BEGIN
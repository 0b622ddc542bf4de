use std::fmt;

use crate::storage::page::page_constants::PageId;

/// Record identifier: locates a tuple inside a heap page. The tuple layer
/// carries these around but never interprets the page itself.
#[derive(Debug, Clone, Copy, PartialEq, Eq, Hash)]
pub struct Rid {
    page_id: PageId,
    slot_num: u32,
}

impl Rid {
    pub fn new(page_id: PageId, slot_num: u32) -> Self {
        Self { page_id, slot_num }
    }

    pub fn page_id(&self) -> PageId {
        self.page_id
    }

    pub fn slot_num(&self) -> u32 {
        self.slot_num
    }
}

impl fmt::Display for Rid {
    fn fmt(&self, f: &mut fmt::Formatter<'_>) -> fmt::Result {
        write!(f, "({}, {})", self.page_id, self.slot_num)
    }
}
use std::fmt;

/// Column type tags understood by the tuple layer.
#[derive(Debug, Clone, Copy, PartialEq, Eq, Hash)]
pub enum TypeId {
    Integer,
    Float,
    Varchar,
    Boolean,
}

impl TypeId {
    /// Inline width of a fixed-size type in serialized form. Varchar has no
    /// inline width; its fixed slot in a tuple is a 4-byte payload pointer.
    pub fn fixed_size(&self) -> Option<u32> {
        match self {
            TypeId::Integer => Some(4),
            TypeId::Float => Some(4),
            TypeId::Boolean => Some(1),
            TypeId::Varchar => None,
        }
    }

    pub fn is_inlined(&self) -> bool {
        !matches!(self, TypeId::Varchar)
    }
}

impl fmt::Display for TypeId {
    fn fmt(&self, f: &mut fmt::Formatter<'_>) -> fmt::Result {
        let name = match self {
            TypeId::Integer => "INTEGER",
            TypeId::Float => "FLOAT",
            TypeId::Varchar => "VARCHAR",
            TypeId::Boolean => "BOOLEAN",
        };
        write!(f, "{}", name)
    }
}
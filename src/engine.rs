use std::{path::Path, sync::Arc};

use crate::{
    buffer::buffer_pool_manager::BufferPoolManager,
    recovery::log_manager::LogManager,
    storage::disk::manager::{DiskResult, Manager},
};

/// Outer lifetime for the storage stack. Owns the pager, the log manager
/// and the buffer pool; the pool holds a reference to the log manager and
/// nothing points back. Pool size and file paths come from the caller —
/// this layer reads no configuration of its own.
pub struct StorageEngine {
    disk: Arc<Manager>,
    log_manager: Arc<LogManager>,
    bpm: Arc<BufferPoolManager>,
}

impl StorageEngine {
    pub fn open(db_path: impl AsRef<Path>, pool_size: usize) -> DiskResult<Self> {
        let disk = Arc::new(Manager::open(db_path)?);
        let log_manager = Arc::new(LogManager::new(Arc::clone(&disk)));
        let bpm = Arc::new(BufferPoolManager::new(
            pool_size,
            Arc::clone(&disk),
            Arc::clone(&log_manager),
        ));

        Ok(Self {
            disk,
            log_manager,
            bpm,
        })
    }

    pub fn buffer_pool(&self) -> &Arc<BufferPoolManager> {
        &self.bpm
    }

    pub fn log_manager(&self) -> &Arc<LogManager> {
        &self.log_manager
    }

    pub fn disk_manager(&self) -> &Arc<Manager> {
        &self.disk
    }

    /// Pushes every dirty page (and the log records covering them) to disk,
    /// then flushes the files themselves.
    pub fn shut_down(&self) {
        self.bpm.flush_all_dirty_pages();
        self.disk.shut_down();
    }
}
END
BEGIN
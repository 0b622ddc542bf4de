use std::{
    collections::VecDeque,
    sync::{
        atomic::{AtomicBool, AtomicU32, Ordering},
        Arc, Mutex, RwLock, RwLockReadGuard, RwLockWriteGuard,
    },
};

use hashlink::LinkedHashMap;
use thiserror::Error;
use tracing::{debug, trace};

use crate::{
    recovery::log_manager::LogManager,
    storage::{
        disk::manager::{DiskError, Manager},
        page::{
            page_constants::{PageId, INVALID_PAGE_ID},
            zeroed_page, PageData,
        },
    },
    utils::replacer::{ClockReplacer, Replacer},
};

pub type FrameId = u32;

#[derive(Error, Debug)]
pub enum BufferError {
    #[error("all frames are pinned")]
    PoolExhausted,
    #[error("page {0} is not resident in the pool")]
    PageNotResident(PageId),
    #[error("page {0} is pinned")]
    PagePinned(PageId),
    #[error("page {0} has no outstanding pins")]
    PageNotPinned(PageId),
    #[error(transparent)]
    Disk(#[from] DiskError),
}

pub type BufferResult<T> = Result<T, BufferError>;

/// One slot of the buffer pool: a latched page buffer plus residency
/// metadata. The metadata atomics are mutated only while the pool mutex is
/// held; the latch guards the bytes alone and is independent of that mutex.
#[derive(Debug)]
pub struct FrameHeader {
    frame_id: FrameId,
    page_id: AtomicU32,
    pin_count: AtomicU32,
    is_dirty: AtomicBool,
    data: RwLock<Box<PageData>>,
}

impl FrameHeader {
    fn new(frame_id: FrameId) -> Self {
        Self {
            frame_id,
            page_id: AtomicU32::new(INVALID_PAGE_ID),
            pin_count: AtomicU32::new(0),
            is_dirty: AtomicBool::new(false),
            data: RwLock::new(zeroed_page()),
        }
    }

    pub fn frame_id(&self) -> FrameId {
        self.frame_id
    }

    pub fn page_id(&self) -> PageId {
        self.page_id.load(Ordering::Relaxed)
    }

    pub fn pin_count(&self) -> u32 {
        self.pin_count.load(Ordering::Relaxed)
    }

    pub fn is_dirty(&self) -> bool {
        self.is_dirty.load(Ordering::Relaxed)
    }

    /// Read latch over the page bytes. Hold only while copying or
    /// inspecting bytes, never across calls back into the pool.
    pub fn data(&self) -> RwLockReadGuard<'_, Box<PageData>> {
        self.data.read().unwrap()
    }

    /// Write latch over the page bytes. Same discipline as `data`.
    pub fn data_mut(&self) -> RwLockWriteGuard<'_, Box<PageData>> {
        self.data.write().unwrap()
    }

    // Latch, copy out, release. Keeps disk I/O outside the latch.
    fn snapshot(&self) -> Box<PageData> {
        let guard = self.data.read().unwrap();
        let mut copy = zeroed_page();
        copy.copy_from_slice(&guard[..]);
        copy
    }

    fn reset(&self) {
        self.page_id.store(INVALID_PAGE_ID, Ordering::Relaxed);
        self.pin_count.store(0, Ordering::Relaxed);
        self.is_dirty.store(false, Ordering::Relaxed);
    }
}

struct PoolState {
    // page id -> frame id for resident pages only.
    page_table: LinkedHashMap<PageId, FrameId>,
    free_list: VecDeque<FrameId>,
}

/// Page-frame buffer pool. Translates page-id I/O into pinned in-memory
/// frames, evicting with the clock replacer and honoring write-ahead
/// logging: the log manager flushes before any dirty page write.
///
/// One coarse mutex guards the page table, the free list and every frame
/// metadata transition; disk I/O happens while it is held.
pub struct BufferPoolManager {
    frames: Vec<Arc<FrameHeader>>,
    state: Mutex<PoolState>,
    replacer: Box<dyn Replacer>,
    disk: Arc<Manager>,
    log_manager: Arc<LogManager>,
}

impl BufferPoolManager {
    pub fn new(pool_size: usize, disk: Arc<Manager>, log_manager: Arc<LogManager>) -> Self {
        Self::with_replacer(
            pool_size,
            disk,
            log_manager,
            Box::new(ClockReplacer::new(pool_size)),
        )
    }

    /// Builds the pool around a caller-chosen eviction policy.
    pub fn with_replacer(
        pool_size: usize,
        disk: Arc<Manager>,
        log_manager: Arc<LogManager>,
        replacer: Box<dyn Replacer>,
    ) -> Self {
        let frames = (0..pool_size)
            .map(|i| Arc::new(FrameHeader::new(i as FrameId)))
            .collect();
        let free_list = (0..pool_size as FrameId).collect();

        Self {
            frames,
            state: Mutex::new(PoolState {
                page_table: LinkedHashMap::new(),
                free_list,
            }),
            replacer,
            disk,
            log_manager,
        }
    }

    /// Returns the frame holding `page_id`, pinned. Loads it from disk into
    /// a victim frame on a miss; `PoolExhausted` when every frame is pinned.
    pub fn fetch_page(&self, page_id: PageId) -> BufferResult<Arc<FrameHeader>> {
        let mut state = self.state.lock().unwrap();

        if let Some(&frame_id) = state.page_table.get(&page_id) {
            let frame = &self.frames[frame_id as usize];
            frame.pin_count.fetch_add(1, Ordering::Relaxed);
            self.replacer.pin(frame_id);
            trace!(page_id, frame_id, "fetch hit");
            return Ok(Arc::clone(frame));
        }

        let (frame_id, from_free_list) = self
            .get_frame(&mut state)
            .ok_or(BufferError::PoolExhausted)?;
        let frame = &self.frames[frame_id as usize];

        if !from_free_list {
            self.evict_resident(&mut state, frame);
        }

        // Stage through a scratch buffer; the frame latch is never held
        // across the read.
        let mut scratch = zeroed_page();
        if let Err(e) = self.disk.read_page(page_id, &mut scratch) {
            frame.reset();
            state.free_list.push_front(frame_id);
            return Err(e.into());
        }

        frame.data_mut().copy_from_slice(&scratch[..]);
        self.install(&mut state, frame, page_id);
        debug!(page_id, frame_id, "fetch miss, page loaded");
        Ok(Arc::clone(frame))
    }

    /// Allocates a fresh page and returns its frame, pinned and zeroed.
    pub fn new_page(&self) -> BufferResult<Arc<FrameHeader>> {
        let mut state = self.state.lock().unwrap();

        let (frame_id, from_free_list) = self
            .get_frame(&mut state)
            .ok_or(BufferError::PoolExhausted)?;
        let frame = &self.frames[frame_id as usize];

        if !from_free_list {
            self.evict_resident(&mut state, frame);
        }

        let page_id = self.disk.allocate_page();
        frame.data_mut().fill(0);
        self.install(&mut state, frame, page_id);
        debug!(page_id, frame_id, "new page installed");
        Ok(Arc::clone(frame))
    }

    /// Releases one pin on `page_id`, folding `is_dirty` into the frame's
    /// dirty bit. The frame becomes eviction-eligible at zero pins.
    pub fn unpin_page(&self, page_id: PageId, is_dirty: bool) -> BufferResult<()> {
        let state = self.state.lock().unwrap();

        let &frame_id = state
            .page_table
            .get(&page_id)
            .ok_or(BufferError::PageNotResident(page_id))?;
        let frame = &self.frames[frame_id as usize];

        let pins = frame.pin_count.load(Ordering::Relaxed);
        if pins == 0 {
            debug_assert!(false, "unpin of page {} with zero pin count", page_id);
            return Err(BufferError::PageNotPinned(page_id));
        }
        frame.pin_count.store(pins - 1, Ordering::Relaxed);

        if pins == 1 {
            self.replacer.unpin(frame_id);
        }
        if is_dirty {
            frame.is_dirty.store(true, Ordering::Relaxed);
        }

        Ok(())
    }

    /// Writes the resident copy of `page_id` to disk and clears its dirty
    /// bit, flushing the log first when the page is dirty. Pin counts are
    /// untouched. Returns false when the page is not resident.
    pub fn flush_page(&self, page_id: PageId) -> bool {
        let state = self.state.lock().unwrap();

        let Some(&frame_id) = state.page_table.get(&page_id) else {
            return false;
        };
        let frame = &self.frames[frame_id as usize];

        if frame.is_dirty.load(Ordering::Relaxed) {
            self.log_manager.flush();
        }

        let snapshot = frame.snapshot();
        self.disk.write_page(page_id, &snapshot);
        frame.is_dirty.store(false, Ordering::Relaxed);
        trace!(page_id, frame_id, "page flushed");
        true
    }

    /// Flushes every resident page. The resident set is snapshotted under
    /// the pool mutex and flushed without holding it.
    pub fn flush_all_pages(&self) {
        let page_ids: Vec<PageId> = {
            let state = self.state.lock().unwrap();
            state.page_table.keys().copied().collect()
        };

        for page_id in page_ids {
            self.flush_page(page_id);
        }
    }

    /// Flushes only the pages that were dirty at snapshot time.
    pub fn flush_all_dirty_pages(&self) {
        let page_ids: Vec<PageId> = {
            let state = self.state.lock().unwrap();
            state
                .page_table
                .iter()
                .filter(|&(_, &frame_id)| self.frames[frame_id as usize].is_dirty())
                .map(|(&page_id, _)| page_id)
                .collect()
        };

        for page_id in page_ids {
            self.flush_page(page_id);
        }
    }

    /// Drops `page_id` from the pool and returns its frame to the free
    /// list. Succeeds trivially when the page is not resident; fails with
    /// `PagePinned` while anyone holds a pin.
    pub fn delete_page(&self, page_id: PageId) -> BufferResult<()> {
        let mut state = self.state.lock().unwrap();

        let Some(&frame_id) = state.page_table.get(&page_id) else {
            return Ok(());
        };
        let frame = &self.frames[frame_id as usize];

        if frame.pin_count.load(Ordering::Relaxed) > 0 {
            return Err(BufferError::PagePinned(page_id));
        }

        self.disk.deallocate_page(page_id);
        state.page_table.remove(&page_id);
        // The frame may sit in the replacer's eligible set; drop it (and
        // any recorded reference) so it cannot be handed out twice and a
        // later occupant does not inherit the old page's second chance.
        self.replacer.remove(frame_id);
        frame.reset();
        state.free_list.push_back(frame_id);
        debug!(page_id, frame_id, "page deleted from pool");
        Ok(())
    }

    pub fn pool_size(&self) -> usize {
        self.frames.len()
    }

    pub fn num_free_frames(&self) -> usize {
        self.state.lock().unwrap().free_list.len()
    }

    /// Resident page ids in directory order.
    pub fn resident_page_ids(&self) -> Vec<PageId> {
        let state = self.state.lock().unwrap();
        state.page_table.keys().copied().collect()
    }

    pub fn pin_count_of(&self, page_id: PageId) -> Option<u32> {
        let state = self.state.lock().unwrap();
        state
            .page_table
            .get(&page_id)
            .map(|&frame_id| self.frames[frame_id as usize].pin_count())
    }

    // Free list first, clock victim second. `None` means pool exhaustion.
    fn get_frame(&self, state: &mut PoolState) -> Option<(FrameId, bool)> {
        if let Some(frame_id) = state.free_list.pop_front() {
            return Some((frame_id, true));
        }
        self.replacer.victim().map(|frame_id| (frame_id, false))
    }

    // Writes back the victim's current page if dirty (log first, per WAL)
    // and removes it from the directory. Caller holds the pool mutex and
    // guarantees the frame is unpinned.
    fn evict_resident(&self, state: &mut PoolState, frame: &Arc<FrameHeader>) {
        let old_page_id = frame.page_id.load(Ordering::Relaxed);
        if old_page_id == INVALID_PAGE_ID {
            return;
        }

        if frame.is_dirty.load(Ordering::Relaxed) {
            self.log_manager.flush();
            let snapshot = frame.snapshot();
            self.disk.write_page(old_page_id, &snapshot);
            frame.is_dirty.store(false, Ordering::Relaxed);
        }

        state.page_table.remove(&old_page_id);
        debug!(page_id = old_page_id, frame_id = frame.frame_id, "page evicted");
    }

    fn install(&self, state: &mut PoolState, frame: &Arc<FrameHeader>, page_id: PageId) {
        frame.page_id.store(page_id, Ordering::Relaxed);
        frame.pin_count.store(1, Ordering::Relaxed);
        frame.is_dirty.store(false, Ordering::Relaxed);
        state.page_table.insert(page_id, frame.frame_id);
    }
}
END
BEGIN
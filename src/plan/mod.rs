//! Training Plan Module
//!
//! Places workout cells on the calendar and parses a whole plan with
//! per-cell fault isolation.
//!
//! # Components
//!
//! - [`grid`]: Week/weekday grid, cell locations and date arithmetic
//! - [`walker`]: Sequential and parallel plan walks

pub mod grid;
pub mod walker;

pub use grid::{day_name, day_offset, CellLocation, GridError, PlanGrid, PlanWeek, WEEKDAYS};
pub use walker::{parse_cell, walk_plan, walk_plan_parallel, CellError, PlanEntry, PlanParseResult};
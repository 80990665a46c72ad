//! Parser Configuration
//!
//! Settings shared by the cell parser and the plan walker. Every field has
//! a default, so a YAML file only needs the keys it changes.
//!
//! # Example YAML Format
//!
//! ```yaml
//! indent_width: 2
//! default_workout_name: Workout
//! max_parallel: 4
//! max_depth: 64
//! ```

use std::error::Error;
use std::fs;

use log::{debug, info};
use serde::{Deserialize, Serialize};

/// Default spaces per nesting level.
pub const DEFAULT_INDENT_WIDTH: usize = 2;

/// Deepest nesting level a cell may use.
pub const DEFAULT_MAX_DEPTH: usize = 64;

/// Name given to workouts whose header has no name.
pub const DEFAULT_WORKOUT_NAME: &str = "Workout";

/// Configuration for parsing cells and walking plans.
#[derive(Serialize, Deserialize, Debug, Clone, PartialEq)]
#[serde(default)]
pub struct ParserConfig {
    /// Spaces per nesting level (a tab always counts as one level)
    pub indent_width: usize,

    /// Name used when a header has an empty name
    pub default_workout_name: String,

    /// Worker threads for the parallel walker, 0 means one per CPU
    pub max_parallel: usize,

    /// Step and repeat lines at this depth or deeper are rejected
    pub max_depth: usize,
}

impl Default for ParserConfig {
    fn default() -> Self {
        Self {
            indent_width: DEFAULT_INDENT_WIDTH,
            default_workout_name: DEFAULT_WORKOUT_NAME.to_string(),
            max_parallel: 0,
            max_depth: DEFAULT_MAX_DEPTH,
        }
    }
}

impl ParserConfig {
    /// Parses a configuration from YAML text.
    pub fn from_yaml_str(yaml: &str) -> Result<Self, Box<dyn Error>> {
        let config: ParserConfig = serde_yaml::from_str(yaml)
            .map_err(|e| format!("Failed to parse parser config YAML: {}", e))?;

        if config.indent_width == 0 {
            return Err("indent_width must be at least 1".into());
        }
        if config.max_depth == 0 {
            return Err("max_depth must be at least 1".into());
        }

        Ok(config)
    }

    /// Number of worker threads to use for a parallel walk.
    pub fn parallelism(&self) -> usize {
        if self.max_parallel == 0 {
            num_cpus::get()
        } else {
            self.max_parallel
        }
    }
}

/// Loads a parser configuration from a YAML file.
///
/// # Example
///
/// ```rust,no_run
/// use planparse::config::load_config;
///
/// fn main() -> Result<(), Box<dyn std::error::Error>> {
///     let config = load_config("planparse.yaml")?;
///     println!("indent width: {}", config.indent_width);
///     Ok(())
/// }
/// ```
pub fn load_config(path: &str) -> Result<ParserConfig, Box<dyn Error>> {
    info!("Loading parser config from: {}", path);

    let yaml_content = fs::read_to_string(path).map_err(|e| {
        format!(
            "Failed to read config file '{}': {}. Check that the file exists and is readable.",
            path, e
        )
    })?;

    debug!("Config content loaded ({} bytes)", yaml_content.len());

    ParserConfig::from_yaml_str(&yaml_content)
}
END
__Problem description__
Take every line from the records that holds "guards" and copy it down.

__Response box__
/// held; the latch guards the bytes alone and is independent of that mutex.
/// One coarse mutex guards the page table, the free list and every frame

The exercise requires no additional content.